Egypt
Practice Relating to Rule 29. Medical Transports
In a note submitted to the ICRC in 1967, Egypt accused Israel of “bombardment of hospitals and ambulances in spite of the distinct markings of them” in violation of Article 19 of the 1949 Geneva Convention I and Articles 18 and 21 of the 1949 Geneva Convention IV and condemned it as a “flagrant violation of the elementary principle of humanity, and a serious breach of the laws of war and the Geneva Conventions of 1949”.
In its written comments submitted to the ICJ in the
Nuclear Weapons case in 1995, Egypt stated that it was “prohibited to attack convoys of vehicles, hospital trains, hospital ships, aircraft exclusively employed for the removal of wounded and sick civilians, or the transport of medical personnel and equipment”.
At the CDDH, during a debate in Committee II on Article 32 of the draft Additional Protocol I (“Neutral or other States not parties to the conflict”), Egypt stated: “To attack a medical aircraft is a serious matter and it would be better to take all other possible action first.”
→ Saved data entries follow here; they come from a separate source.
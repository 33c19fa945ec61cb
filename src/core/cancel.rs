/// Cooperative cancellation shared across discovery, coordinator, and workers
use std::sync::atomic::{AtomicBool, Ordering};
use std::sync::Arc;

/// Cheaply cloneable cancellation flag. Set once, observed everywhere:
/// the walker aborts, the coordinator stops submitting, and workers bail
/// between detectors.
#[derive(Debug, Clone, Default)]
pub struct CancelToken {
    flag: Arc<AtomicBool>,
}

impl CancelToken {
    pub fn new() -> Self {
        Self {
            flag: Arc::new(AtomicBool::new(false)),
        }
    }

    pub fn cancel(&self) {
        self.flag.store(true, Ordering::SeqCst);
    }

    pub fn is_cancelled(&self) -> bool {
        self.flag.load(Ordering::SeqCst)
    }
}

/// Error marker recorded when a scan is cut short
pub const CANCELLED: &str = "scan cancelled";
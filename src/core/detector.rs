/// Detector trait implemented by every pattern and secrets detector
use crate::core::types::Finding;

/// Capability set for a single detector.
///
/// A detector is responsible for:
/// 1. Pattern matching over the raw file text
/// 2. Pre-filtering obvious non-matches before validation
/// 3. Producing `Finding`s with positions, context, and preliminary risk
///
/// Detectors receive the file's repo-relative name for reporting; the
/// pipeline rewrites the `file` field to the job's full path afterwards.
/// Implementations must be `Send + Sync`: compiled patterns are shared
/// across workers without locking.
pub trait Detector: Send + Sync {
    /// Stable detector name, e.g. "tfn", "au_phone", "secrets"
    fn name(&self) -> &str;

    /// Detect PI in the given text. Matches from a single detector never
    /// overlap in byte range; cross-detector overlap is resolved by the
    /// pipeline.
    fn detect(&self, text: &str, file_name: &str) -> Vec<Finding>;

    /// Optional human-readable description
    fn description(&self) -> Option<String> {
        None
    }
}
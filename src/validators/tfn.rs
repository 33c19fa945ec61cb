/// Tax File Number validator
///
/// 9 digits after stripping separators, weighted modulo-11 checksum with
/// weights [1,4,3,7,5,8,6,9,10]. The all-zeros value satisfies the
/// checksum algebraically and is accepted here; synthetic-filler
/// suppression happens in context validation.
use crate::core::{PIType, ValidationOutcome, Validator};
use crate::utils::checksum::validate_tfn;

pub struct TfnValidator;

impl TfnValidator {
    pub fn new() -> Self {
        Self
    }
}

impl Default for TfnValidator {
    fn default() -> Self {
        Self::new()
    }
}

impl Validator for TfnValidator {
    fn pi_type(&self) -> PIType {
        PIType::Tfn
    }

    fn validate(&self, value: &str) -> ValidationOutcome {
        let digits: String = value.chars().filter(|c| c.is_ascii_digit()).collect();

        if digits.len() != 9 {
            return Err(format!("TFN must be 9 digits, got {}", digits.len()));
        }

        if validate_tfn(&digits) {
            Ok(())
        } else {
            Err("TFN checksum failed".to_string())
        }
    }

    fn normalize(&self, value: &str) -> String {
        value.chars().filter(|c| c.is_ascii_digit()).collect()
    }
}
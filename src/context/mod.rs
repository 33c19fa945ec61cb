/// Context validation for raw findings
///
/// Runs on every finding after detection. Never re-runs detection regex;
/// it looks only at the file's path and the captured context window to
/// decide whether a match is trustworthy, suppressed, or somewhere in
/// between. Pure and deterministic: identical input always produces the
/// identical decision.
use crate::core::Finding;
use globset::{Glob, GlobSet, GlobSetBuilder};
use once_cell::sync::Lazy;

/// Outcome of validating one finding's context
#[derive(Debug, Clone, PartialEq)]
pub struct ContextDecision {
    /// False drops the finding entirely
    pub is_valid: bool,

    /// Replacement confidence for the finding
    pub confidence: f32,

    /// Classification of the surrounding context
    pub context_label: String,

    /// Human-readable reason for the decision
    pub reason: String,

    /// Adjusted context modifier
    pub context_modifier: f32,
}

/// Path-derived classification of a file
#[derive(Debug, Clone, Copy, PartialEq, Eq)]
pub enum PathClass {
    Test,
    Mock,
    Example,
    Vendor,
    Documentation,
    Production,
}

impl PathClass {
    /// Context modifier contributed by the path alone
    pub fn modifier(self) -> f32 {
        match self {
            PathClass::Test | PathClass::Mock => 0.1,
            PathClass::Vendor => 0.2,
            PathClass::Example => 0.25,
            PathClass::Documentation => 0.3,
            PathClass::Production => 1.0,
        }
    }

    pub fn label(self) -> &'static str {
        match self {
            PathClass::Test => "test",
            PathClass::Mock => "mock",
            PathClass::Example => "example",
            PathClass::Vendor => "vendor",
            PathClass::Documentation => "documentation",
            PathClass::Production => "production",
        }
    }
}

/// Words that mark surrounding text as synthetic test data
const TEST_DATA_INDICATORS: &[&str] = &[
    "test", "mock", "fake", "dummy", "example", "fixture", "sample", "placeholder", "lorem",
];

/// Labels that mark surrounding text as a deliberate PI field
const PI_LABELS: &[&str] = &[
    "tfn", "tax file", "medicare", "abn", "acn", "bsb", "customer", "patient", "employee",
    "account", "payee", "cardholder",
];

/// Company-number keywords used by the pipeline to break ACN/TFN ties
pub const COMPANY_KEYWORDS: &[&str] = &["acn", "company", "a.c.n"];

fn glob_set(patterns: &[&str]) -> GlobSet {
    let mut builder = GlobSetBuilder::new();
    for pattern in patterns {
        builder.add(Glob::new(pattern).expect("invalid context glob"));
    }
    builder.build().expect("invalid context glob set")
}

static TEST_GLOBS: Lazy<GlobSet> = Lazy::new(|| {
    glob_set(&[
        "**/test/**",
        "**/tests/**",
        "**/spec/**",
        "**/*_test.*",
        "**/*_spec.*",
        "**/*.test.*",
        "**/*.spec.*",
        "**/testdata/**",
    ])
});

static MOCK_GLOBS: Lazy<GlobSet> =
    Lazy::new(|| glob_set(&["**/mock/**", "**/mocks/**", "**/*mock*.*", "**/stub/**"]));

static EXAMPLE_GLOBS: Lazy<GlobSet> = Lazy::new(|| {
    glob_set(&[
        "**/example/**",
        "**/examples/**",
        "**/demo/**",
        "**/demos/**",
        "**/sample/**",
        "**/samples/**",
    ])
});

static VENDOR_GLOBS: Lazy<GlobSet> = Lazy::new(|| {
    glob_set(&[
        "**/vendor/**",
        "**/node_modules/**",
        "**/third_party/**",
        "**/.git/**",
    ])
});

static DOC_GLOBS: Lazy<GlobSet> = Lazy::new(|| {
    glob_set(&["**/doc/**", "**/docs/**", "**/*.md", "**/*.rst", "**/README*"])
});

/// State-free context validator; shareable across workers without locks
#[derive(Debug, Default, Clone)]
pub struct ContextValidator;

impl ContextValidator {
    pub fn new() -> Self {
        Self
    }

    /// Classify a repo-relative path
    pub fn classify_path(&self, path: &str) -> PathClass {
        if TEST_GLOBS.is_match(path) {
            PathClass::Test
        } else if MOCK_GLOBS.is_match(path) {
            PathClass::Mock
        } else if EXAMPLE_GLOBS.is_match(path) {
            PathClass::Example
        } else if VENDOR_GLOBS.is_match(path) {
            PathClass::Vendor
        } else if DOC_GLOBS.is_match(path) {
            PathClass::Documentation
        } else {
            PathClass::Production
        }
    }

    /// Validate a finding against its path and lexical context
    pub fn validate(&self, finding: &Finding, rel_path: &str) -> ContextDecision {
        let digits: String = finding
            .matched
            .chars()
            .filter(|c| c.is_ascii_digit())
            .collect();

        // Uniform digit runs are synthetic fillers, checksum-valid or not
        if digits.len() >= 6 && digits.chars().all(|c| c == digits.chars().next().unwrap()) {
            return ContextDecision {
                is_valid: false,
                confidence: 0.0,
                context_label: "placeholder".to_string(),
                reason: "uniform digit run is a synthetic filler".to_string(),
                context_modifier: 0.0,
            };
        }

        let class = self.classify_path(rel_path);
        let mut modifier = class.modifier();
        let mut confidence = finding.confidence;
        let mut label = class.label().to_string();
        let mut reason = format!("{} path", class.label());

        let window = format!(
            "{}{}{}",
            finding.context_before, finding.matched, finding.context_after
        );
        let window_lower = window.to_lowercase();

        // Comment-dominated line: the text before the match on its own line
        let line_before = finding
            .context_before
            .rsplit('\n')
            .next()
            .unwrap_or("")
            .trim_start();
        let in_comment = line_before.starts_with("//")
            || line_before.starts_with('#')
            || line_before.starts_with("/*")
            || line_before.starts_with('*')
            || line_before.contains("// ");
        if in_comment && class == PathClass::Production {
            modifier = modifier.min(0.3);
            label = "documentation".to_string();
            reason = "comment context".to_string();
        }

        // Ascending placeholder sequence: strongly de-rated but kept
        if digits.contains("123456789") {
            modifier = modifier.min(0.3);
            reason = "sequential digit placeholder".to_string();
        }

        let has_test_indicator = TEST_DATA_INDICATORS
            .iter()
            .any(|word| window_lower.contains(word));
        if has_test_indicator {
            modifier = modifier.min(0.1);
            confidence *= 0.5;
            reason = "test data indicator in context".to_string();
        } else {
            // PI labels uphold the finding; ambiguous matches gain
            // confidence. A match a validator already rejected is not
            // ambiguous and keeps its reduced confidence.
            let labelled = PI_LABELS.iter().any(|word| window_lower.contains(word))
                || finding.context_before.trim_end().ends_with(':')
                || finding.context_before.trim_end().ends_with('=');
            if labelled {
                if confidence <= 0.8 && finding.validation_error.is_empty() {
                    confidence = (confidence + 0.2).min(1.0);
                }
                if reason.ends_with("path") {
                    reason = "labelled pi field".to_string();
                }
            }
        }

        // Form-field / config markers
        if window_lower.contains("name=\"")
            || window_lower.contains("<input")
            || window_lower.contains("\"field\":")
        {
            label = "form".to_string();
        }

        ContextDecision {
            is_valid: true,
            confidence: confidence.clamp(0.0, 1.0),
            context_label: label,
            reason,
            context_modifier: modifier.clamp(0.0, 1.0),
        }
    }
}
At the CDDH, commenting on Article 27 of the draft Additional Protocol I, Egypt stated: “For the protection of medical aircraft, prior agreement is absolutely necessary for aircraft to fly over contact or similar zones.”
In its written comments submitted to the ICJ in the
Nuclear Weapons case in 1995, Egypt stated that it was “prohibited to attack convoys of vehicles, hospital trains, hospital ships, aircraft exclusively employed for the removal of wounded and sick civilians, or the transport of medical personnel and equipment”.